Molecular Dynamics (MD) simulations offer the opportunity to dynamically study complex biological and material processes at temporal and spatial resolutions beyond the scope of experimental methods. Among the biological processes, signalling pathways, enzyme regulation, protein folding and interactions, membrane composition, and transmembrane transport are of particular interest, as they are key to understanding the development, progression, and treatment of severe diseases such as cancer and neurodegenerative disorders. In our group, we are working on a wide range of corresponding research topics, including the simulation of receptor and ligands that are important for apoptosis and signalling processes, parametrization of force field parameters for post-translational modifications and metal organic frameworks, and the development of a machine learning framework for resolution transformation. Specific projects can be found here.
Complex regulation of water permeability through an aquaglyceroporin
Mysterious sorcery unmasked! How charged residues influence the membrane insertion of gasdermin-A3
In our recent publication we unveil the mystery behind the ability of gasdermin's spontaneous membrane insertion and thus the initiation of the gasdermin pore formation. Our atomistic MD simulations of monomeric gasdermin-A3 (GSDMA3) and small arcs inserted in an E. coli polar lipid extract membrane reveal the astounding effect that salt-bride formation and protein surroundings have on the energetics of GSDMA3's transmembrane passage. Furthermore, our simulations support the hypothesis of oligomers preassembling on the membrane surface prior to membrane insertion, though the oligomer can be significantly smaller than a full pre-pore rings.
The hidden intricacies of aquaporins
Our recent publication in Small uncovers remarkable details and (dis)similarities in the common structural scaffold of aqua(glycero)porins. Thereby, MD simulations have bestowed the investigated X-ray structures the dynamics neccesarry for understanding of e.g. gating behavior by pore lining residues.
Cholesterol stabilizes GPCRs only at physiological temperature
Cholesterol is known to influence many functions in our bodies. Our recent publication in Science Signalling reveals by combination of atomic force microscopy with molecular dynamics simulations how cholesterol analog stabilizes a prominent G Protein-coupled receptor, β2-adrenergic receptor, specifically at body temperature of 37°C. The cover image depicts the receptor interacting with the cholesterol analog, shown as green surfaces, in liposomes at 37℃.

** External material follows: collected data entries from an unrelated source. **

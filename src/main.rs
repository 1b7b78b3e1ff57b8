// Screener - terminal stock screener
// Main entry point

use anyhow::{Context, Result};
use clap::Parser;
use std::process::ExitCode;
use std::sync::Arc;

use screener::cli::{tui, Cli, Command};
use screener::config::{load_config, Config};
use screener::engine::{common_stock_suggestions, Controller};
use screener::logging::{init_subscriber, LogTarget, Verbosity};
use screener::render::{render, to_plain};
use screener::services::{
    AnalysisResult, AnalysisService, FinnhubLookup, HttpAnalysisService, SymbolLookup,
};

#[tokio::main]
async fn main() -> Result<ExitCode> {
    let cli = Cli::parse();

    // Load configuration, then fold in command-line overrides
    let mut config = load_config(cli.config.as_deref())?;
    cli.apply_overrides(&mut config)?;

    // Interactive mode owns the terminal, so it logs to a file
    let verbosity = Verbosity::from_flags(cli.verbose, cli.quiet);
    let target = match cli.command {
        None => LogTarget::File(&config.log_path),
        Some(_) => LogTarget::Stderr,
    };
    init_subscriber(verbosity, target)?;

    tracing::debug!(
        lookup = %config.lookup.base_url,
        analysis = %config.analysis.base_url,
        theme = config.active_theme.name(),
        "Configuration loaded"
    );

    match cli.command {
        None => {
            run_interactive(config).await?;
            Ok(ExitCode::SUCCESS)
        }
        Some(Command::Analyze { ticker }) => analyze(&config, &ticker).await,
        Some(Command::Lookup { query }) => lookup(&config, &query).await,
    }
}

fn build_lookup(config: &Config) -> Result<FinnhubLookup> {
    if config.lookup.token.is_none() {
        tracing::warn!("No lookup token configured; symbol search will likely be rejected");
    }
    FinnhubLookup::new(
        config.lookup.base_url.clone(),
        config.lookup.token.clone(),
        config.timeout(),
    )
}

fn build_analysis(config: &Config) -> Result<HttpAnalysisService> {
    HttpAnalysisService::new(config.analysis.base_url.clone(), config.timeout())
}

async fn run_interactive(config: Config) -> Result<()> {
    let lookup: Arc<dyn SymbolLookup> = Arc::new(build_lookup(&config)?);
    let analysis: Arc<dyn AnalysisService> = Arc::new(build_analysis(&config)?);
    let controller = Controller::new(config.engine_settings(), lookup, analysis);

    tui::run(controller, config.colors.clone())
        .await
        .context("Interactive session failed")
}

async fn analyze(config: &Config, ticker: &str) -> Result<ExitCode> {
    let ticker = ticker.trim();
    if ticker.is_empty() {
        anyhow::bail!("Ticker must not be empty");
    }

    let service = build_analysis(config)?;
    let result = match service.analyze(ticker).await {
        Ok(result) => result,
        Err(e) => {
            tracing::warn!("Analysis request failed: {}", e);
            AnalysisResult::fetch_failed()
        }
    };

    match result {
        AnalysisResult::Failure { error } => {
            eprintln!("{}", error);
            Ok(ExitCode::FAILURE)
        }
        AnalysisResult::Report {
            ticker,
            graham_results,
            cached,
        } => {
            println!("Ticker: {}", ticker);
            let body = to_plain(&render(&graham_results));
            if !body.is_empty() {
                println!("{}", body);
            }
            if cached {
                println!("* Results served from cache");
            }
            Ok(ExitCode::SUCCESS)
        }
    }
}

async fn lookup(config: &Config, query: &str) -> Result<ExitCode> {
    let service = build_lookup(config)?;
    let records = service
        .search(query.trim())
        .await
        .with_context(|| format!("Symbol lookup for '{}' failed", query))?;

    let suggestions = common_stock_suggestions(records, config.max_suggestions);
    if suggestions.is_empty() {
        eprintln!("No common stocks match '{}'", query);
        return Ok(ExitCode::FAILURE);
    }
    for suggestion in suggestions {
        if suggestion.description.is_empty() {
            println!("{}", suggestion.symbol);
        } else {
            println!("{} — {}", suggestion.symbol, suggestion.description);
        }
    }
    Ok(ExitCode::SUCCESS)
}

Proteolytic pore formation in lipid membranes by Gasdermin-A3
Gasdermins are main effectors of pyroptosis, an inflammatory form of cell death. In our recent publication, the combination of state-of-the-art atomic force microscopy and extensive multiscaling molecular dynamics simulations sheds light on (i) assembly of gasdermin-A3 oligomers on membrane surface, (ii) growth and reshaping of membrane-inserted gasdermin-A3 oligomers and (iii) pore formation by lipid unplugging.
Related publication: Mari & Pluhackova et al. Nature Communications 2022
How YidC insertase facilitates membrane insertion
If you are interested in how our multiscaling molecular dynamics simulations revealed parts of the membrane insertase YidC responsible for membrane insertion of the protein Pf3 check our recent publication in Nature Communications. Our simulations complement a wealth of experimental investigations (performed at the ETH Zürich and at the University of Hohenheim) that altogether reveal that the initial contact between the insertase and the substrate is formed by the YidC's cytoplasmic α-helical hairpin domain. However, it is the interaction of the substrate with the hydrophilic groove of YidC which decides about the membrane insertion and its efficiency.